• _Problem to work on_
Up to and including the line with "if width < 1", restate the records below word for word, beginning with their first line.
BEGIN The input
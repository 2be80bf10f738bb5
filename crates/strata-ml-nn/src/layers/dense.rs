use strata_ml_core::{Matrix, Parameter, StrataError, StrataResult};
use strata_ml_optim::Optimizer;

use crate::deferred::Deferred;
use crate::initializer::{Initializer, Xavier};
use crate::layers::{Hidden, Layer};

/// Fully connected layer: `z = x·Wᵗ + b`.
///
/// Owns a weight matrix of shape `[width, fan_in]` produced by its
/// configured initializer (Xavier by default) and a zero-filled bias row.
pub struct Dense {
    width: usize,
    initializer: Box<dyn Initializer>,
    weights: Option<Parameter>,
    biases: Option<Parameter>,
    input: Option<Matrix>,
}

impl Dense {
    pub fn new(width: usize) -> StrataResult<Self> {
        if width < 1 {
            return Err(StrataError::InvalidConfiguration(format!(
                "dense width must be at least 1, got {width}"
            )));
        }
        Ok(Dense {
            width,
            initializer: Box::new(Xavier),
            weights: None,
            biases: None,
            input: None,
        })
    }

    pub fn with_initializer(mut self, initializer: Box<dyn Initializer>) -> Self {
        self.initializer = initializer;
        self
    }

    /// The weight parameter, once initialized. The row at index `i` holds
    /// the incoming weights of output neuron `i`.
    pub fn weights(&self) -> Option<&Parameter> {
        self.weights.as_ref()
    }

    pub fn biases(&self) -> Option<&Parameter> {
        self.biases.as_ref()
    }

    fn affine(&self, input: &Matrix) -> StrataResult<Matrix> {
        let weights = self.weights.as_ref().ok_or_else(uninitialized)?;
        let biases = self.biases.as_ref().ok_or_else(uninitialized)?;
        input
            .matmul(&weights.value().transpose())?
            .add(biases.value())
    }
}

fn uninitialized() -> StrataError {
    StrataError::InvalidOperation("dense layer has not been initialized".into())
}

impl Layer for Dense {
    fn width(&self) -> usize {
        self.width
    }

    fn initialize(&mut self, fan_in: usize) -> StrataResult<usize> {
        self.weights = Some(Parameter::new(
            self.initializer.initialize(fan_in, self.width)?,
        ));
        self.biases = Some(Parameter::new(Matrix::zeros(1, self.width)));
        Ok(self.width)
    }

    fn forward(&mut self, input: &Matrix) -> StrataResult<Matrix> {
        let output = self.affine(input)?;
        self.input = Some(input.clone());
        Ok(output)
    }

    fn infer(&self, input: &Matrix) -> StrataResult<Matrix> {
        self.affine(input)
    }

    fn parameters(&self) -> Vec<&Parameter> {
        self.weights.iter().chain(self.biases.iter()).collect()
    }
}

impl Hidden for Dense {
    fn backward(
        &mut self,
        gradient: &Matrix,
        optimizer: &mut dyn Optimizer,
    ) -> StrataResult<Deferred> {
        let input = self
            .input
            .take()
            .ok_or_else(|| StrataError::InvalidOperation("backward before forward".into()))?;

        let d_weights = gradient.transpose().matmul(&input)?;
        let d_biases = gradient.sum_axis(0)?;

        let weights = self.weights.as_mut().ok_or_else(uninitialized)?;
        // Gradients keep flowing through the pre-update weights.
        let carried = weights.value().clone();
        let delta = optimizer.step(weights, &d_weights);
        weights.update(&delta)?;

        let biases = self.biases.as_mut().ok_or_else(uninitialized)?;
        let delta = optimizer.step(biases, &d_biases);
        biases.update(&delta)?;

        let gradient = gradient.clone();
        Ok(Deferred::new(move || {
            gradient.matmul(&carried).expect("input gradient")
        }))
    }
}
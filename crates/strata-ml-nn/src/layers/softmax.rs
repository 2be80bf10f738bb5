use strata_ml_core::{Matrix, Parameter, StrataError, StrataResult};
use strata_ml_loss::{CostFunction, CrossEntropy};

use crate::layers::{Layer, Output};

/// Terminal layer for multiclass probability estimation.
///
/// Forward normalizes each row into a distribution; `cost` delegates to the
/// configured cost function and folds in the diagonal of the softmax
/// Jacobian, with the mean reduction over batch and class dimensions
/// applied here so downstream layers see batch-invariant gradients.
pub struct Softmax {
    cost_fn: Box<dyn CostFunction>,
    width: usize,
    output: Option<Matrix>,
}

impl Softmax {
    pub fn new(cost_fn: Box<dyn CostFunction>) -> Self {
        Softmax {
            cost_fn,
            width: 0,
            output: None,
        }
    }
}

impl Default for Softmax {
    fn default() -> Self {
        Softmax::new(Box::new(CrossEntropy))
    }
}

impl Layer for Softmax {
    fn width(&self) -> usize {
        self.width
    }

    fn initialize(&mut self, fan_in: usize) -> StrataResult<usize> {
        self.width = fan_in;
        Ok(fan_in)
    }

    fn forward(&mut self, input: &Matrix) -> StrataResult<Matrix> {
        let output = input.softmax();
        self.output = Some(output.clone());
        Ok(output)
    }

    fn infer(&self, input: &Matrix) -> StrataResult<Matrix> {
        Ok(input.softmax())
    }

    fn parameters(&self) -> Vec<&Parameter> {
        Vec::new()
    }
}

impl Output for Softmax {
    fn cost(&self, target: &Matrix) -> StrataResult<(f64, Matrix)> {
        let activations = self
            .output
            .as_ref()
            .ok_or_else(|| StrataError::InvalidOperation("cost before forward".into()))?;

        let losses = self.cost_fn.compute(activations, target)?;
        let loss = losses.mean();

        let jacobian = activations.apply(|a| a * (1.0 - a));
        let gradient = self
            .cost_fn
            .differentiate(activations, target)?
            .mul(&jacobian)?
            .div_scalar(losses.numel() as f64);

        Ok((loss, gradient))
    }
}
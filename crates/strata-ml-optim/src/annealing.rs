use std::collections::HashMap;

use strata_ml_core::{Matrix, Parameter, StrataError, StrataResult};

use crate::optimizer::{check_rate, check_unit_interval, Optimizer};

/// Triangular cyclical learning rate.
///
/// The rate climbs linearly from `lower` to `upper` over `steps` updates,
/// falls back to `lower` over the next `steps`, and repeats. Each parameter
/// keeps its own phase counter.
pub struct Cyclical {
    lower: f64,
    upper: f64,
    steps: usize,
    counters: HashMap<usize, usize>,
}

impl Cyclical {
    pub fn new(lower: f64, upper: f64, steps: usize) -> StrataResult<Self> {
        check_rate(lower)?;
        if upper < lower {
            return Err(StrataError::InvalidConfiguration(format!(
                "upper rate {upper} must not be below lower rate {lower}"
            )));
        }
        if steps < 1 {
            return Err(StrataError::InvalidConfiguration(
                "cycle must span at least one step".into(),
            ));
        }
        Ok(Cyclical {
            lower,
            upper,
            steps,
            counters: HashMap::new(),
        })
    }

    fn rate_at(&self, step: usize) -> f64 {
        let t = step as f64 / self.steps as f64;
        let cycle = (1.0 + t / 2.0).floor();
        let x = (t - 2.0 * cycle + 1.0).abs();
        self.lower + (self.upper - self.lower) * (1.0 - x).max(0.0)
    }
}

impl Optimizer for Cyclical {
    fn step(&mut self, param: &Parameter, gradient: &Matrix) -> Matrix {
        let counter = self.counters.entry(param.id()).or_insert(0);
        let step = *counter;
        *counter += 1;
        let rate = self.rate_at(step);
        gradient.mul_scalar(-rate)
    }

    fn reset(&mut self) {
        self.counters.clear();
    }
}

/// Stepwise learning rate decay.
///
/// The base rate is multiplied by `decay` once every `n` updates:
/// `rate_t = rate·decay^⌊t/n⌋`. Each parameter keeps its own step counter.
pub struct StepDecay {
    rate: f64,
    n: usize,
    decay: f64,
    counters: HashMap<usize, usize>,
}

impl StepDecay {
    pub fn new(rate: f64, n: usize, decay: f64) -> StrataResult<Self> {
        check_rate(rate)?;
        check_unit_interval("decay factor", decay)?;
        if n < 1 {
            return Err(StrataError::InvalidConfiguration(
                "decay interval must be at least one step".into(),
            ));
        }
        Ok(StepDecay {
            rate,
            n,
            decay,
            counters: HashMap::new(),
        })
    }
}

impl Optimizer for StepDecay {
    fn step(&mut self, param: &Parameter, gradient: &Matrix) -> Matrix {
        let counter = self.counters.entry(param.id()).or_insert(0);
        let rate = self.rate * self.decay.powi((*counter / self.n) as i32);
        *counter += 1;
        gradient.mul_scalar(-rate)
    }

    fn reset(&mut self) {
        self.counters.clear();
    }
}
END The input
• _Exercise solution_
repository 2be80bf10f738bb5
filename crates/strata-ml-nn/src/layers/dense.rs
use strata_ml_core::{Matrix, Parameter, StrataError, StrataResult};
use strata_ml_optim::Optimizer;

use crate::deferred::Deferred;
use crate::initializer::{Initializer, Xavier};
use crate::layers::{Hidden, Layer};

/// Fully connected layer: `z = x·Wᵗ + b`.
///
/// Owns a weight matrix of shape `[width, fan_in]` produced by its
/// configured initializer (Xavier by default) and a zero-filled bias row.
pub struct Dense {
    width: usize,
    initializer: Box<dyn Initializer>,
    weights: Option<Parameter>,
    biases: Option<Parameter>,
    input: Option<Matrix>,
}

impl Dense {
    pub fn new(width: usize) -> StrataResult<Self> {
        if width < 1 {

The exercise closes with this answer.